Por Maximiliano Rivera
La primera vez que escuché Racing in the streets, estaba sentado
con mi disc man en un banco del parque Rivadavia. Era sábado a la tarde y ahí
andaba, comprando discos de Springsteen
en la feria. Cuando la escuché, enseguida supe que iba a ser parte de mi vida.
Los arpegios en el piano y la melodía cantada por Bruce emanaban una tristeza muy
parecida a la que yo sentía en ese momento. Y aún sin saber lo que decía la
letra, no podía evitar que esa melodía me traspasara.

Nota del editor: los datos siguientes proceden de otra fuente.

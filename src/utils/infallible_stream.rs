use futures_util::Stream;
use futures_util::task::Context;
use std::fmt::Display;
use std::pin::Pin;
use std::task::Poll;

/// Takes a `TryStream` and creates a new stream from it that ends as soon as an error
/// occurs in the underlying stream.
pub struct InfallibleStream<FallibleStream> {
	stream: FallibleStream,
}

impl<FallibleStream, ItemType, ErrorType> From<FallibleStream> for InfallibleStream<FallibleStream>
where
	FallibleStream: Stream<Item = Result<ItemType, ErrorType>>,
	ErrorType: Display,
{
	fn from(stream: FallibleStream) -> Self {
		Self { stream }
	}
}

impl<FallibleStream, ItemType, ErrorType> Stream for InfallibleStream<FallibleStream>
where
	FallibleStream: Stream<Item = Result<ItemType, ErrorType>> + Unpin,
	ErrorType: Display,
{
	type Item = ItemType;

	fn poll_next(mut self: Pin<&mut Self>, context: &mut Context) -> Poll<Option<Self::Item>> {
		match Pin::new(&mut self.as_mut().stream).poll_next(context) {
			Poll::Ready(Some(Ok(item))) => Poll::Ready(Some(item)),
			Poll::Ready(Some(Err(error))) => {
				tracing::error!("{error}");
				Poll::Ready(None)
			}
			Poll::Ready(None) => Poll::Ready(None),
			Poll::Pending => Poll::Pending,
		}
	}
}

#[cfg(test)]
mod test {
	use super::*;
	use futures_util::{SinkExt, StreamExt};

	#[tokio::test]
	async fn should_stop_streaming_when_an_error_occurs() {
		let (mut sender, receiver) = futures_channel::mpsc::channel(100);
		let _ = sender.send(Ok(1)).await;
		let _ = sender.send(Ok(2)).await;
		let _ = sender.send(Err("error")).await;

		let mut infallible = InfallibleStream::from(receiver);

		let first = infallible.next().await;
		assert_eq!(Some(1), first);
		let second = infallible.next().await;
		assert_eq!(Some(2), second);
		let end = infallible.next().await;
		assert_eq!(None, end);
	}
}
use crate::message::outgoing::OutgoingMessage;
use crate::room::client::Client;
use crate::room::client_id::ClientId;
use crate::room::client_id_sequence::ClientIdSequence;
use std::collections::BTreeMap;
use tokio::sync::mpsc;

/// The set of currently connected viewers. Unbounded; a session holds
/// nothing but its outbound queue.
#[derive(Default)]
pub struct Clients {
	client_id_sequence: ClientIdSequence,
	clients_by_id: BTreeMap<ClientId, Client>,
}

impl Clients {
	/// Add a new client, passing in the sending end of its outbound queue.
	pub fn add(&mut self, queue: mpsc::UnboundedSender<OutgoingMessage>) -> Client {
		let client_id = self.client_id_sequence.next();
		let client = Client::new(client_id, queue);

		if self.clients_by_id.insert(client_id, client.clone()).is_some() {
			unreachable!("There must never be two clients with the same id!");
		}

		client
	}

	/// Remove a client, returning how many are left.
	pub fn remove(&mut self, client_id: ClientId) -> usize {
		self.clients_by_id.remove(&client_id);
		self.clients_by_id.len()
	}

	pub fn broadcast(&self, message: &OutgoingMessage) {
		for client in self.clients_by_id.values() {
			client.enqueue(message.clone());
		}
	}

	pub fn broadcast_excluding(&self, sender: ClientId, message: &OutgoingMessage) {
		for client in self.clients_by_id.values().filter(|client| client.id() != sender) {
			client.enqueue(message.clone());
		}
	}
}
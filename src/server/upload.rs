use crate::room::Room;
use axum::Json;
use axum::extract::{Multipart, State};
use axum::http::StatusCode;
use axum::response::{IntoResponse, Response};
use serde_json::json;
use tracing::{error, info};

const UPLOAD_FIELD_NAME: &str = "video";
const FALLBACK_FILE_NAME: &str = "upload";

/// Accepts a multipart upload, stores it under a fresh name and atomically
/// makes it the current resource. The confirmation is only broadcast once
/// both the bytes and the state swap have succeeded; a failed upload leaves
/// the previous resource untouched.
pub async fn upload_resource(State(room): State<Room>, mut multipart: Multipart) -> Response {
	loop {
		let field = match multipart.next_field().await {
			Ok(Some(field)) => field,
			Ok(None) => {
				return (
					StatusCode::BAD_REQUEST,
					format!("Missing multipart field '{UPLOAD_FIELD_NAME}'."),
				)
					.into_response();
			}
			Err(error) => {
				return (StatusCode::BAD_REQUEST, format!("Invalid multipart request: {error}")).into_response();
			}
		};

		if field.name() != Some(UPLOAD_FIELD_NAME) {
			continue;
		}

		let original_name = field.file_name().unwrap_or(FALLBACK_FILE_NAME).to_owned();
		let content = match field.bytes().await {
			Ok(content) => content,
			Err(error) => {
				return (StatusCode::BAD_REQUEST, format!("Failed to read upload: {error}")).into_response();
			}
		};

		let resource = match room.resources().save_upload(&original_name, &content).await {
			Ok(resource) => resource,
			Err(error) => {
				error!("Failed to store upload '{original_name}': {error}");
				return (StatusCode::INTERNAL_SERVER_ERROR, "Failed to store upload.").into_response();
			}
		};

		info!("Stored upload '{original_name}' as '{resource}' ({} bytes).", content.len());
		room.replace_resource(resource.clone());

		return Json(json!({ "resource": resource })).into_response();
	}
}
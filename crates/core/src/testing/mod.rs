//! Mock implementations for testing.

mod mock_processor;

pub use mock_processor::{MockBatchProcessor, RecordedBatch};
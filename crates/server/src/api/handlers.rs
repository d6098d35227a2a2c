use axum::{extract::State, Json};
use batchline_core::Config;
use serde::Serialize;
use std::sync::Arc;

use crate::metrics;
use crate::state::AppState;

#[derive(Serialize)]
pub struct HealthResponse {
    pub status: String,
}

pub async fn health() -> Json<HealthResponse> {
    Json(HealthResponse {
        status: "ok".to_string(),
    })
}

pub async fn get_config(State(state): State<Arc<AppState>>) -> Json<Config> {
    Json(state.config().clone())
}

pub async fn get_metrics(State(state): State<Arc<AppState>>) -> String {
    metrics::collect_dynamic_metrics(&state);
    metrics::encode_metrics()
}
//! Processor configuration.

use serde::{Deserialize, Serialize};

/// Configuration for the processor backend.
#[derive(Debug, Clone, Serialize, Deserialize)]
pub struct ProcessorConfig {
    /// Registry key of the processor implementation to run.
    #[serde(default = "default_backend")]
    pub backend: String,

    /// Artificial per-batch delay in milliseconds.
    ///
    /// Only honored by backends that simulate work (e.g. "echo"); useful for
    /// observing the pending window in deployments and integration tests.
    #[serde(default)]
    pub delay_ms: u64,
}

fn default_backend() -> String {
    "echo".to_string()
}

impl Default for ProcessorConfig {
    fn default() -> Self {
        Self {
            backend: default_backend(),
            delay_ms: 0,
        }
    }
}

#[cfg(test)]
mod tests {
    use super::*;

    #[test]
    fn test_default_config() {
        let config = ProcessorConfig::default();
        assert_eq!(config.backend, "echo");
        assert_eq!(config.delay_ms, 0);
    }

    #[test]
    fn test_deserialize_minimal() {
        let toml = r#"
            backend = "echo"
        "#;
        let config: ProcessorConfig = toml::from_str(toml).unwrap();
        assert_eq!(config.backend, "echo");
        assert_eq!(config.delay_ms, 0);
    }

    #[test]
    fn test_deserialize_full() {
        let toml = r#"
            backend = "echo"
            delay_ms = 250
        "#;
        let config: ProcessorConfig = toml::from_str(toml).unwrap();
        assert_eq!(config.delay_ms, 250);
    }
}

Unos días después, entré a Zivals, ahí en Callao y Corrientes,
pleno centro de Capital Federal, y me compré un libro que
traía todas letras de Springsteen
traducidas al castellano. Cuando me puse a escucharla y a seguir la letra no
podía dejar de estremecerme.
Para algunos estudiosos de sus letras esta
canción, al igual que el disco donde está incluida, refleja la crisis
existencial que muchas veces se da en la clase obrera. Refleja las ansias de
sensaciones, ese deseo de hallar el camino propio para elevarse a sí mismo,
para experimentar esa mezcla de emoción y orgullo al optar por decir: “a mí no
me vas a hacer caer, conmigo no”.
Como escribió alguna vez Nick Hornby en la novela ALTA FIDELIDAD, en una canción se necesitan
elecciones simples, y Springsteen eso
lo sabe muy bien. Sabe exponer ese contrapunto: o te vas o te quedás, o ganás o
perdés, o te morís poco a poco o te bañás y te vas a correr carreras en la
calle. Como si en la vida sólo pudieras rendirte o reconciliarte con el
desengaño y seguir adelante. Steve J Powell
en su libro sobre Bruce escribe que en esta canción el autor hace esta
distinción de manera conmovedora, porque por un lado están los tipos que
simplemente “se cansan de vivir, mueren poco a poco, semana a semana”,
refugiándose en el pasado porque no soportan el presente. Y por otro lado hay
personas como el protagonista, que consiguen hallar ese algo que da sentido a
su vida, aunque solo se trate de hacer carreras en un viejo Chevrolet.
En CARRETERA DEL TRUENO (Thunder Road), el protagonista pasa a buscar a la chica (que ya no
es tan deseada como en su juventud) para invitarla a dar un paseo en su viejo
auto. Y claro, todo puede suceder, y más allá de lo lindo que parezca, mientras
el auto no arranque todo lo que uno desea que suceda todavía es una promesa.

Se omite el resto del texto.